* **DATA SUPPLIED**:
BEGIN

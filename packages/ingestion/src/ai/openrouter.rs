//! OpenRouter-backed implementation of the [`Analyzer`] trait.
//!
//! Transport, retries, and the forced tool call live in the client crate;
//! this layer builds the multimodal request and maps provider errors to
//! the pipeline's boundary codes.

use async_trait::async_trait;
use base64::Engine;
use secrecy::ExposeSecret;
use tracing::debug;

use openrouter_client::{
    ChatRequest, ClientError, ContentPart, Message, OpenRouterClient, StructuredTool,
};

use crate::ai::payload::AiPayload;
use crate::ai::{AnalysisPrompt, Analyzer, Attachment};
use crate::error::{ApiError, Result};
use crate::types::analysis::AnalysisResult;
use crate::types::config::IngestionConfig;

/// Name of the forced analysis tool.
const ANALYSIS_TOOL: &str = "record_analysis";

/// Analyzer backed by OpenRouter's chat-completions API.
#[derive(Clone)]
pub struct OpenRouterAnalyzer {
    client: OpenRouterClient,
    model: String,
    embedding_model: String,
}

impl OpenRouterAnalyzer {
    /// Build from pipeline configuration.
    pub fn new(config: &IngestionConfig) -> Self {
        Self {
            client: OpenRouterClient::new(config.api_key.expose_secret()),
            model: config.analysis_model.clone(),
            embedding_model: config.embedding_model.clone(),
        }
    }

    /// Build around an existing client (custom base URL, backoff).
    pub fn with_client(
        client: OpenRouterClient,
        model: impl Into<String>,
        embedding_model: impl Into<String>,
    ) -> Self {
        Self {
            client,
            model: model.into(),
            embedding_model: embedding_model.into(),
        }
    }

    fn build_request(&self, prompt: &AnalysisPrompt) -> ChatRequest {
        let mut parts = vec![ContentPart::text(prompt.user.clone())];

        match &prompt.attachment {
            Some(Attachment::Image { url }) => {
                parts.push(ContentPart::image(url.clone()));
            }
            Some(Attachment::Document {
                filename,
                media_type,
                data,
            }) => {
                let encoded = base64::engine::general_purpose::STANDARD.encode(data);
                let data_url = format!("data:{};base64,{}", media_type, encoded);
                parts.push(ContentPart::file(filename.clone(), data_url));
            }
            None => {}
        }

        ChatRequest::new(self.model.clone())
            .message(Message::system(prompt.system.clone()))
            .message(Message::user_parts(parts))
            .temperature(0.2)
            .forced_tool(AnalysisResult::tool_definition(
                ANALYSIS_TOOL,
                "Record structured metadata for the analyzed content",
            ))
    }
}

/// Map client errors to boundary codes: 429 and 402 propagate as quota
/// conditions, provider 5xx becomes `ai_error`, everything else is
/// internal.
fn map_client_error(err: ClientError) -> ApiError {
    match err.api_status() {
        Some(429) => ApiError::rate_limited("AI provider rate limit exceeded"),
        Some(402) => ApiError::credits_exhausted("AI provider credits exhausted"),
        Some(status) if status >= 500 => {
            ApiError::ai_error(format!("AI provider error (HTTP {})", status))
        }
        _ => ApiError::internal(err.to_string()),
    }
}

#[async_trait]
impl Analyzer for OpenRouterAnalyzer {
    async fn analyze(&self, prompt: &AnalysisPrompt) -> Result<AiPayload> {
        let request = self.build_request(prompt);

        let outcome = self
            .client
            .chat_completion(&request)
            .await
            .map_err(map_client_error)?;

        debug!(
            model = %self.model,
            tool_calls = outcome.tool_calls.len(),
            has_content = outcome.content.is_some(),
            "analysis call completed"
        );

        Ok(AiPayload::from_response(
            outcome
                .tool_calls
                .first()
                .map(|call| call.arguments.as_str()),
            outcome.content.as_deref(),
        ))
    }

    async fn embed(&self, text: &str) -> Result<Vec<f32>> {
        self.client
            .create_embedding(text, &self.embedding_model)
            .await
            .map_err(map_client_error)
    }
}

#[cfg(test)]
mod tests {
    use super::*;
    use crate::error::ErrorCode;

    #[test]
    fn test_error_mapping() {
        let rate = map_client_error(ClientError::Api {
            status: 429,
            body: "slow down".into(),
        });
        assert_eq!(rate.code, ErrorCode::RateLimited);

        let credits = map_client_error(ClientError::Api {
            status: 402,
            body: "empty wallet".into(),
        });
        assert_eq!(credits.code, ErrorCode::CreditsExhausted);

        let provider = map_client_error(ClientError::Api {
            status: 503,
            body: "overloaded".into(),
        });
        assert_eq!(provider.code, ErrorCode::AiError);
        assert_eq!(provider.status(), 502);

        let network = map_client_error(ClientError::Network("reset".into()));
        assert_eq!(network.code, ErrorCode::InternalError);
    }

    #[test]
    fn test_request_carries_forced_tool_and_attachment() {
        let config = IngestionConfig::new("sk-or-test");
        let analyzer = OpenRouterAnalyzer::new(&config);

        let prompt = AnalysisPrompt::text("system", "user").with_attachment(
            Attachment::Document {
                filename: "scan.pdf".into(),
                media_type: "application/pdf".into(),
                data: vec![1, 2, 3],
            },
        );

        let request = analyzer.build_request(&prompt);
        let json = serde_json::to_value(&request).unwrap();

        assert_eq!(json["tool_choice"]["function"]["name"], ANALYSIS_TOOL);
        let parts = json["messages"][1]["content"].as_array().unwrap();
        assert_eq!(parts[0]["type"], "text");
        assert_eq!(parts[1]["type"], "file");
        assert!(parts[1]["file"]["file_data"]
            .as_str()
            .unwrap()
            .starts_with("data:application/pdf;base64,"));
    }
}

END

Considering only lines of the records that hold the string "ClientError", state how many there are and nothing else.

6